(Collected data entries)
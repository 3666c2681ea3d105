// SPDX-License-Identifier: MIT
// SPDX-FileCopyrightText: 2025-2026 natyamatsya contributors
//
// Failure taxonomy shared by the core, the front end, and the transports,
// plus the mapping from failure kinds to IPMI completion codes.

use thiserror::Error;

/// Failure kinds surfaced by the BMC core and its collaborators.
///
/// Dispatch outcomes are translated to IPMI completion codes via
/// [`Error::completion_code`]; every other operation surfaces its kind
/// directly to the caller.
#[derive(Debug, Clone, Copy, PartialEq, Eq, Error)]
pub enum Error {
    /// The resource is occupied: a response is in flight, the request FIFO
    /// is full, or a singleton slot (transport, default device) is taken.
    #[error("busy")]
    Busy,
    /// Malformed frame or argument.
    #[error("invalid")]
    Invalid,
    /// The operation timed out.
    #[error("timed out")]
    Timeout,
    /// Out of buffer space.
    #[error("out of memory")]
    NoMem,
    /// The named handler or transport is not registered.
    #[error("not found")]
    NotFound,
    /// No transport is bound.
    #[error("no device")]
    NoDevice,
    /// The handler is already registered.
    #[error("already registered")]
    AlreadyRegistered,
    /// No handler claimed the request, or the operation is permanently
    /// unavailable (e.g. after shutdown).
    #[error("unsupported")]
    Unsupported,
    /// A suspended operation was cancelled.
    #[error("interrupted")]
    Interrupted,
}

pub type Result<T> = std::result::Result<T, Error>;

impl Error {
    /// IPMI completion code reported to the host for this failure kind.
    pub fn completion_code(self) -> u8 {
        match self {
            Error::Busy => 0xC0,    // Node busy
            Error::Invalid => 0xC1, // Invalid command
            Error::Timeout => 0xC3, // Timeout while processing command
            Error::NoMem => 0xC4,   // Out of space
            _ => 0xFF,              // Unspecified error
        }
    }
}
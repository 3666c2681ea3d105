// SPDX-License-Identifier: MIT
// SPDX-FileCopyrightText: 2025-2026 natyamatsya contributors
//
// Transport drivers: the Aspeed Block Transfer register window, the I²C
// slave channel, and a recording mock for tests and benchmarks. Each one
// implements `BmcBus` and feeds received frames into `BmcCtx::handle_request`.

pub mod aspeed;
pub mod i2c;
pub mod mock;

pub use aspeed::{AspeedBtBus, BtCtrl, Regmap};
pub use i2c::{BtI2cBus, I2cSlaveEvent};
pub use mock::MockBus;
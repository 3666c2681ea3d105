// SPDX-License-Identifier: MIT
// SPDX-FileCopyrightText: 2025-2026 natyamatsya contributors
//
// Recording transport double. Accepts responses while the response
// channel is marked open, remembers everything it accepted, and lets the
// caller drive the open/closed arbitration by hand. Used by the crate's
// tests and benchmarks; useful to downstream handler tests for the same
// reason.

use std::sync::atomic::{AtomicBool, Ordering};
use std::sync::{Arc, Mutex};

use crate::ctx::BmcBus;
use crate::msg::BtMsg;
use crate::{Error, Result};

/// A mock transport.
///
/// `send_response` succeeds while the response channel is open, records
/// the frame, and closes the channel: exactly one response is in flight
/// until [`MockBus::set_response_open`] reopens it, which mirrors the
/// arbitration contract real transports implement in hardware.
pub struct MockBus {
    sent: Mutex<Vec<BtMsg>>,
    response_open: AtomicBool,
    fail_next: Mutex<Option<Error>>,
}

impl MockBus {
    /// A mock with the response channel open.
    pub fn new() -> Arc<Self> {
        Arc::new(Self {
            sent: Mutex::new(Vec::new()),
            response_open: AtomicBool::new(true),
            fail_next: Mutex::new(None),
        })
    }

    /// Open or close the response channel. Reopening models the host
    /// consuming the in-flight response; the caller still has to fan out
    /// `signal_response_open` through the context, as a transport would.
    pub fn set_response_open(&self, open: bool) {
        self.response_open.store(open, Ordering::Release);
    }

    /// Make the next `send_response` fail with `err` regardless of the
    /// channel state.
    pub fn fail_next_send(&self, err: Error) {
        *self.fail_next.lock().unwrap_or_else(|e| e.into_inner()) = Some(err);
    }

    /// Every frame accepted so far, oldest first.
    pub fn sent(&self) -> Vec<BtMsg> {
        self.sent
            .lock()
            .unwrap_or_else(|e| e.into_inner())
            .clone()
    }

    /// Drain and return the accepted frames.
    pub fn take_sent(&self) -> Vec<BtMsg> {
        std::mem::take(&mut *self.sent.lock().unwrap_or_else(|e| e.into_inner()))
    }

    /// Number of frames accepted so far.
    pub fn sent_count(&self) -> usize {
        self.sent.lock().unwrap_or_else(|e| e.into_inner()).len()
    }
}

impl BmcBus for MockBus {
    fn send_response(&self, response: &BtMsg) -> Result<()> {
        if let Some(err) = self.fail_next.lock().unwrap_or_else(|e| e.into_inner()).take() {
            return Err(err);
        }
        if !self.response_open.swap(false, Ordering::AcqRel) {
            return Err(Error::Busy);
        }
        self.sent
            .lock()
            .unwrap_or_else(|e| e.into_inner())
            .push(*response);
        Ok(())
    }

    fn is_response_open(&self) -> bool {
        self.response_open.load(Ordering::Acquire)
    }
}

→ **TASK PROMPT**: Select every line above that contains the word "command", and copy it.

→ **ANSWER TO THIS PROBLEM**:
            Error::Invalid => 0xC1, // Invalid command
            Error::Timeout => 0xC3, // Timeout while processing command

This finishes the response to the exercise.